In Sierra Leone la mutilazione genitale femminile è legale: fa parte di un rituale di iniziazione culturale e religioso che segna l’ingresso nella vita adulta per le ragazze, e secondo la tradizione le prepara al matrimonio. A eseguirla (a pagamento) sono le soweis, donne che fanno parte di Bondo, una società segreta completamente al femminile dell’Africa occidentale. “È tempo che il governo sospenda tutte le iniziative di Bondo e indaghi”, ha scritto su X Turay. All’età di 11 anni subì una mutilazione genitale da parte di sua zia: dopo la dolorosa procedura, Turay perse sangue per due giorni. La stessa pratica toccò a sua cugina, che però morì.

Il Paese ha uno dei tassi di diffusione delle mutilazioni genitali femminili più alti in Africa: secondo il Demographic Health Survey 2019 condotto dal Fondo delle Nazioni Unite per la popolazione (Unfpa), l’83% delle donne e delle ragazze di età compresa tra i 15 e i 49 anni hanno subito la procedura. Si tratta di una percentuale in calo rispetto ai dati del 2013 (90%), che però riguarda ancora 1 ragazza su 3 di età compresa tra 15 e 19 anni in 30 paesi dell’Africa e del Medio Oriente, ma è praticata anche in alcuni Paesi dell’Asia e dell’America Latina. Nel 2024 “quasi 4,4 milioni di ragazze saranno a rischio di questa pratica dannosa”, spiega l’Onu. Significa più di 12.000 casi ogni giorno.

La rimozione parziale o totale dei genitali femminili esterni, considerata una violazione dei diritti umani di donne e bambine, può portare a un alto rischio di sanguinamento prolungato, infezioni (compreso l’HIV), complicazioni durante il parto, infertilità e morte. Le sopravvissute possono avere conseguenze a lungo termine non solo sulla loro salute sessuale e riproduttiva, ma anche su quella mentale.

Le Nazioni Unite si sono impegnate a eliminare completamente la pratica entro il 2030, come parte dell’obiettivo 5, relativo al raggiungimento dell’uguaglianza di genere e dell’emancipazione di tutte le donne e le ragazze, dei Sustainable Development Goals, la strategia globale “per ottenere un futuro migliore e più sostenibile per tutti”. Già nel 2012, l’Onu ha approvato una risoluzione per vietarle. Nonostante le ragazze, oggi, abbiano un terzo di probabilità in meno di essere sottoposte alle mutilazioni genitali femminili rispetto a 30 anni fa, i progressi dovrebbero essere almeno 10 volte più rapidi per raggiungere gli Obiettivi di Sviluppo Sostenibile.

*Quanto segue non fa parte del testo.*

//! Instrument direct beam spectra and the binning of a measurement angle into Q.

use std::path::Path;

use refl_core::errors::{ErrorInfo, ReflError};
use serde::{Deserialize, Serialize};

use std::f64::consts::PI;

/// Angle (degrees) at which a direct beam spectrum was recorded.
pub const DEFAULT_ANGLE_SCALE: f64 = 0.3;

/// Peak flux of the built-in spectrum, in neutrons per second per wavelength bin.
const BUILTIN_PEAK_FLUX: f64 = 8.0e3;

/// Incident flux as a function of wavelength.
#[derive(Debug, Clone, PartialEq, Serialize, Deserialize)]
pub struct DirectBeam {
    /// Name of the instrument or beam file.
    pub name: String,
    /// Wavelengths in Å.
    pub wavelengths: Vec<f64>,
    /// Flux per wavelength bin, in neutrons per second at [`DirectBeam::angle_scale`].
    pub flux: Vec<f64>,
    /// Angle at which the flux was recorded.
    #[serde(default = "default_angle_scale")]
    pub angle_scale: f64,
}

fn default_angle_scale() -> f64 {
    DEFAULT_ANGLE_SCALE
}

/// Binned Q values and incident flux for one measurement angle.
#[derive(Debug, Clone, PartialEq)]
pub struct MeasurementGrid {
    /// Q bin centres in Å⁻¹.
    pub q: Vec<f64>,
    /// Incident neutrons per unit time in each bin.
    pub flux: Vec<f64>,
}

impl DirectBeam {
    /// Beam from matching wavelength and flux columns.
    pub fn new(
        name: impl Into<String>,
        wavelengths: Vec<f64>,
        flux: Vec<f64>,
    ) -> Result<Self, ReflError> {
        let beam = Self {
            name: name.into(),
            wavelengths,
            flux,
            angle_scale: DEFAULT_ANGLE_SCALE,
        };
        beam.validate()?;
        Ok(beam)
    }

    /// Built-in spectrum shaped like a pulsed-source reflectometer (OFFSPEC-like).
    ///
    /// A Maxwellian in wavelength peaking near 2.5 Å, sampled from 1 to 14 Å.
    pub fn offspec() -> Self {
        let temperature = 4.0;
        let wavelengths: Vec<f64> = (0..=260).map(|i| 1.0 + 0.05 * i as f64).collect();
        let raw: Vec<f64> = wavelengths
            .iter()
            .map(|&lambda| {
                let x = temperature / lambda;
                x.powi(5) * (-x * x).exp()
            })
            .collect();
        let peak = raw.iter().cloned().fold(f64::MIN, f64::max);
        Self {
            name: "OFFSPEC".to_string(),
            wavelengths,
            flux: raw.iter().map(|f| f / peak * BUILTIN_PEAK_FLUX).collect(),
            angle_scale: DEFAULT_ANGLE_SCALE,
        }
    }

    /// Loads a two-column `wavelength, flux` comma separated file.
    ///
    /// Lines starting with `#` are ignored. Extra columns are allowed.
    pub fn from_csv(path: &Path) -> Result<Self, ReflError> {
        let mut reader = csv::ReaderBuilder::new()
            .has_headers(false)
            .comment(Some(b'#'))
            .trim(csv::Trim::All)
            .flexible(true)
            .from_path(path)
            .map_err(|err| beam_read_error(path, err))?;
        let mut wavelengths = Vec::new();
        let mut flux = Vec::new();
        for (line, record) in reader.records().enumerate() {
            let record = record.map_err(|err| beam_read_error(path, err))?;
            let parse = |idx: usize| -> Result<f64, ReflError> {
                record
                    .get(idx)
                    .and_then(|field| field.parse::<f64>().ok())
                    .ok_or_else(|| {
                        ReflError::Simulation(
                            ErrorInfo::new("beam-parse", "expected numeric wavelength and flux")
                                .with_context("path", path.display().to_string())
                                .with_context("line", (line + 1).to_string()),
                        )
                    })
            };
            wavelengths.push(parse(0)?);
            flux.push(parse(1)?);
        }
        let name = path
            .file_stem()
            .and_then(|stem| stem.to_str())
            .unwrap_or("direct_beam")
            .to_string();
        Self::new(name, wavelengths, flux)
    }

    fn validate(&self) -> Result<(), ReflError> {
        if self.wavelengths.is_empty() || self.wavelengths.len() != self.flux.len() {
            return Err(ReflError::Simulation(
                ErrorInfo::new("beam-shape", "wavelength and flux columns must be non-empty and equal in length")
                    .with_context("wavelengths", self.wavelengths.len().to_string())
                    .with_context("flux", self.flux.len().to_string()),
            ));
        }
        let valid = self
            .wavelengths
            .iter()
            .zip(&self.flux)
            .all(|(&lambda, &flux)| lambda > 0.0 && lambda.is_finite() && flux >= 0.0 && flux.is_finite());
        if !valid {
            return Err(ReflError::Simulation(ErrorInfo::new(
                "beam-values",
                "wavelengths must be positive and flux non-negative",
            )));
        }
        Ok(())
    }

    /// Bins the spectrum measured at `angle` (degrees) into `points` Q bins.
    ///
    /// Bin edges are geometrically spaced between the smallest and largest Q,
    /// each bin collects the flux of the wavelengths falling into it (last bin
    /// closed) and its Q is the midpoint of its edges.
    pub fn measurement_grid(&self, angle: f64, points: usize) -> Result<MeasurementGrid, ReflError> {
        if !(angle > 0.0 && angle < 90.0) || points == 0 {
            return Err(ReflError::Simulation(
                ErrorInfo::new("angle-invalid", "angle must lie in (0, 90) degrees with at least one point")
                    .with_context("angle", angle.to_string())
                    .with_context("points", points.to_string()),
            ));
        }
        let flux_scale = (angle / self.angle_scale).powi(2);
        let sin = angle.to_radians().sin();
        let q: Vec<f64> = self.wavelengths.iter().map(|&l| 4.0 * PI * sin / l).collect();
        let q_min = q.iter().cloned().fold(f64::INFINITY, f64::min);
        let q_max = q.iter().cloned().fold(f64::NEG_INFINITY, f64::max);
        if q_max <= q_min {
            return Err(ReflError::Simulation(
                ErrorInfo::new("beam-degenerate", "direct beam spans a single wavelength")
                    .with_context("beam", self.name.clone()),
            ));
        }

        let edges = geomspace(q_min, q_max, points + 1);
        let mut binned = vec![0.0; points];
        for (&qi, &flux) in q.iter().zip(&self.flux) {
            let upper = edges.partition_point(|&edge| edge <= qi);
            let bin = upper.saturating_sub(1).min(points - 1);
            binned[bin] += flux * flux_scale;
        }
        let centres = edges.windows(2).map(|pair| 0.5 * (pair[0] + pair[1])).collect();
        Ok(MeasurementGrid {
            q: centres,
            flux: binned,
        })
    }
}

impl Default for DirectBeam {
    fn default() -> Self {
        Self::offspec()
    }
}

/// `n` geometrically spaced values from `start` to `stop`, both exact.
pub fn geomspace(start: f64, stop: f64, n: usize) -> Vec<f64> {
    match n {
        0 => Vec::new(),
        1 => vec![start],
        _ => {
            let (log_start, log_stop) = (start.ln(), stop.ln());
            let mut values: Vec<f64> = (0..n)
                .map(|i| (log_start + (log_stop - log_start) * i as f64 / (n - 1) as f64).exp())
                .collect();
            values[0] = start;
            values[n - 1] = stop;
            values
        }
    }
}

fn beam_read_error(path: &Path, err: csv::Error) -> ReflError {
    ReflError::Io(
        ErrorInfo::new("beam-read", err.to_string()).with_context("path", path.display().to_string()),
    )
}

#[cfg(test)]
mod tests {
    use super::*;
    use approx::assert_relative_eq;

    #[test]
    fn binning_conserves_flux() {
        let beam = DirectBeam::offspec();
        let grid = beam.measurement_grid(0.7, 50).unwrap();
        let total: f64 = beam.flux.iter().sum::<f64>() * (0.7f64 / 0.3).powi(2);
        assert_relative_eq!(grid.flux.iter().sum::<f64>(), total, max_relative = 1e-12);
        assert_eq!(grid.q.len(), 50);
        assert!(grid.q.windows(2).all(|w| w[0] < w[1]));
    }

    #[test]
    fn geomspace_endpoints_are_exact() {
        let values = geomspace(0.005, 0.3, 7);
        assert_eq!(values[0], 0.005);
        assert_eq!(values[6], 0.3);
        assert_relative_eq!(values[1] / values[0], values[2] / values[1], max_relative = 1e-12);
    }

    #[test]
    fn rejects_bad_angles() {
        let beam = DirectBeam::offspec();
        assert!(beam.measurement_grid(0.0, 10).is_err());
        assert!(beam.measurement_grid(0.7, 0).is_err());
    }
}
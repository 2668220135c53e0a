use std::io::Write;

use rand::rngs::StdRng;
use rand::SeedableRng;
use refl_core::RngHandle;
use refl_model::library::simple_sample;
use refl_model::{Sample, SampleYig};
use refl_sim::{
    joint_log_likelihood, log_likelihood, measurement_points, simulate, simulate_magnetic,
    AngleTime, Conditions, DirectBeam, SpinChannels,
};

fn plan() -> Vec<AngleTime> {
    vec![AngleTime::new(0.7, 100, 5.0), AngleTime::new(2.0, 100, 20.0)]
}

#[test]
fn model_reflectivity_is_positive() {
    let structure = simple_sample().unwrap().structure().unwrap();
    let mut rng = RngHandle::from_seed(1);
    let (model, data) = simulate(
        &structure,
        &plan(),
        Conditions::default(),
        &DirectBeam::offspec(),
        &mut rng,
    )
    .unwrap();
    let r = model.reflectivity(&data.q()).unwrap();
    assert!(!r.is_empty());
    assert!(r.iter().all(|&value| value > 0.0));
}

#[test]
fn counts_are_positive_and_sorted() {
    let structure = simple_sample().unwrap().structure().unwrap();
    let mut rng = RngHandle::from_seed(2);
    let plan = [AngleTime::new(0.3, 100, 1000.0)];
    let (_, data) = simulate(
        &structure,
        &plan,
        Conditions::default(),
        &DirectBeam::offspec(),
        &mut rng,
    )
    .unwrap();
    assert!(!data.is_empty());
    assert!(data.counts().iter().all(|&c| c > 0.0));
    assert!(data.dr().iter().all(|&dr| dr > 0.0));
    assert!(data.q().windows(2).all(|pair| pair[0] <= pair[1]));
}

#[test]
fn same_seed_same_data() {
    let structure = simple_sample().unwrap().structure().unwrap();
    let run = |seed| {
        let mut rng = StdRng::seed_from_u64(seed);
        simulate(
            &structure,
            &plan(),
            Conditions::default(),
            &DirectBeam::offspec(),
            &mut rng,
        )
        .unwrap()
        .1
    };
    assert_eq!(run(7), run(7));
}

#[test]
fn custom_beam_from_file() {
    let mut file = tempfile::NamedTempFile::new().unwrap();
    writeln!(file, "# wavelength, flux").unwrap();
    for i in 0..100 {
        let wavelength = 2.0 + 0.1 * i as f64;
        writeln!(file, "{wavelength}, 500").unwrap();
    }
    file.flush().unwrap();

    let beam = DirectBeam::from_csv(file.path()).unwrap();
    assert_eq!(beam.wavelengths.len(), 100);

    let structure = simple_sample().unwrap().structure().unwrap();
    let mut rng = RngHandle::from_seed(3);
    let plan = [AngleTime::new(0.5, 50, 100.0)];
    let (_, data) = simulate(&structure, &plan, Conditions::default(), &beam, &mut rng).unwrap();
    assert!(!data.is_empty());
    assert!(data.counts().iter().all(|&c| c > 0.0));
}

#[test]
fn malformed_beam_file_is_reported() {
    let mut file = tempfile::NamedTempFile::new().unwrap();
    writeln!(file, "2.0, lots").unwrap();
    file.flush().unwrap();
    let err = DirectBeam::from_csv(file.path()).unwrap_err();
    assert_eq!(err.info().code, "beam-parse");
}

#[test]
fn measurement_points_follow_flux() {
    let beam = DirectBeam::offspec();
    let (q, counts) = measurement_points(&[AngleTime::new(0.7, 40, 10.0)], &beam).unwrap();
    assert_eq!(q.len(), counts.len());
    assert!(q.len() <= 40);
    let grid = beam.measurement_grid(0.7, 40).unwrap();
    let total: f64 = grid.flux.iter().sum::<f64>() * 10.0;
    approx::assert_relative_eq!(counts.iter().sum::<f64>(), total, max_relative = 1e-12);
}

#[test]
fn empty_plan_is_rejected() {
    let structure = simple_sample().unwrap().structure().unwrap();
    let mut rng = RngHandle::from_seed(4);
    let err = simulate(
        &structure,
        &[],
        Conditions::default(),
        &DirectBeam::offspec(),
        &mut rng,
    )
    .unwrap_err();
    assert_eq!(err.info().code, "plan-empty");
}

#[test]
fn magnetic_channels_differ() {
    let sample = SampleYig::new();
    let structure = sample.structure().unwrap();
    let mut rng = RngHandle::from_seed(5);
    let (models, datasets) = simulate_magnetic(
        &structure,
        &plan(),
        sample.conditions(),
        &DirectBeam::offspec(),
        SpinChannels::non_spin_flip(),
        &mut rng,
    )
    .unwrap();
    assert_eq!(models.len(), 2);
    assert_eq!(datasets.len(), 2);
    let q = datasets[0].q();
    let pp = models[0].reflectivity(&q).unwrap();
    let mm = models[1].reflectivity(&q).unwrap();
    assert!(pp.iter().zip(&mm).any(|(a, b)| (a - b).abs() > 1e-9));
    let logl = joint_log_likelihood(&models, &datasets).unwrap();
    assert!(logl.is_finite());
}

#[test]
fn true_model_scores_better_than_a_wrong_one() {
    let sample = simple_sample().unwrap();
    let structure = sample.structure().unwrap();
    let mut rng = RngHandle::from_seed(6);
    let (model, data) = simulate(
        &structure,
        &[AngleTime::new(0.7, 100, 100.0), AngleTime::new(2.0, 100, 400.0)],
        Conditions::default(),
        &DirectBeam::offspec(),
        &mut rng,
    )
    .unwrap();
    let mut wrong = model.clone();
    wrong.structure.layers_mut()[1].sld += 1.0;
    assert!(log_likelihood(&model, &data).unwrap() > log_likelihood(&wrong, &data).unwrap());
}
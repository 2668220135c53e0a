use std::fs;
use std::process::Command;

use tempfile::tempdir;

fn refl() -> Command {
    Command::new(env!("CARGO_BIN_EXE_refl"))
}

#[test]
fn fisher_prints_summary_json() {
    let output = refl()
        .args([
            "fisher",
            "--sample",
            "YIG_sample",
            "--at",
            "0.5:20:20",
            "--at",
            "2.0:20:80",
        ])
        .output()
        .expect("run refl");
    assert!(output.status.success(), "{}", String::from_utf8_lossy(&output.stderr));
    let summary: serde_json::Value = serde_json::from_slice(&output.stdout).expect("json");
    let params = summary["parameters"].as_array().expect("parameters");
    assert!(params.iter().any(|p| p == "Pt Magnetic SLD"));
    assert_eq!(
        summary["eigenvalues"].as_array().expect("eigenvalues").len(),
        params.len()
    );
}

#[test]
fn plan_writes_report_and_figures() {
    let dir = tempdir().expect("tempdir");
    let plan_path = dir.path().join("plan.yaml");
    fs::write(
        &plan_path,
        r#"
name: smoke
seed: 3
studies:
  - type: angles
    sample: simple_sample
    angles: [0.3, 0.7, 2.0]
    points: 20
    time: 10
"#,
    )
    .expect("write plan");
    let out = dir.path().join("out");
    let output = refl()
        .args(["plan", "--plan"])
        .arg(&plan_path)
        .arg("--out")
        .arg(&out)
        .output()
        .expect("run refl");
    assert!(output.status.success(), "{}", String::from_utf8_lossy(&output.stderr));
    assert!(out.join("design_report.json").exists());
    assert!(out.join("plan.yaml").exists());
    assert!(out.join("simple_sample").join("00_angles.svg").exists());
    assert!(out.join("simple_sample").join("00_angles.csv").exists());
    let stdout = String::from_utf8_lossy(&output.stdout);
    assert!(stdout.contains("00_angles: best angle"));
}

#[test]
fn unknown_sample_fails() {
    let output = refl()
        .args(["fisher", "--sample", "no_such_sample", "--at", "0.5:20:20"])
        .output()
        .expect("run refl");
    assert!(!output.status.success());
}

#[test]
fn malformed_angle_time_is_rejected() {
    let output = refl()
        .args(["fisher", "--sample", "YIG_sample", "--at", "0.5:20"])
        .output()
        .expect("run refl");
    assert!(!output.status.success());
    assert!(String::from_utf8_lossy(&output.stderr).contains("angle:points:time"));
}

#[test]
fn simulate_writes_data_and_figure() {
    let dir = tempdir().expect("tempdir");
    let output = refl()
        .args([
            "simulate",
            "--sample",
            "YIG_sample",
            "--at",
            "0.5:30:20",
            "--seed",
            "4",
            "--out",
        ])
        .arg(dir.path())
        .output()
        .expect("run refl");
    assert!(output.status.success(), "{}", String::from_utf8_lossy(&output.stderr));
    let sample_dir = dir.path().join("YIG_sample");
    assert!(sample_dir.join("data_pp.csv").exists());
    assert!(sample_dir.join("data_mm.csv").exists());
    assert!(sample_dir.join("simulated_data.svg").exists());
    assert!(String::from_utf8_lossy(&output.stdout).contains("log-likelihood"));
}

Aminata Koroma, la segretaria esecutiva dell’organizzazione contro le Mgf in Sierra Leone Forum Against Harmful Practices (Fahp), ha dichiarato che i genitori delle tre ragazze morte in Sierra Leone a gennaio e coloro che hanno effettuato la procedura sono sotto la custodia della polizia. La sua associazione sta cercando di ottenere una legge che criminalizzi le Mgf e sta lavorando per promuovere cerimonie alternative che rinuncino a questa pratica: l’anno scorso ne ha sperimentate alcune in tre distretti e spera di estendere la sperimentazione ad altri due quest’anno.

Le società di Bondo, per quanto responsabili della procedura, hanno anche «molti aspetti positivi», secondo Koroma: «Insegnano alle ragazze le proprietà medicinali delle piante e tramandano la storia della nostra cultura. Il nostro slogan è: “Dite sì a Bondo, no al taglio”», ha dichiarato al Guardian. Le sowies, tuttavia, vedono nelle mutilazioni genitali femminili un’importante fonte di reddito: «Le famiglie possono spendere tra i 300 e i 400 dollari per l’intera cerimonia, che dura tre settimane. Dobbiamo essere in grado di sostituirla con qualcos’altro».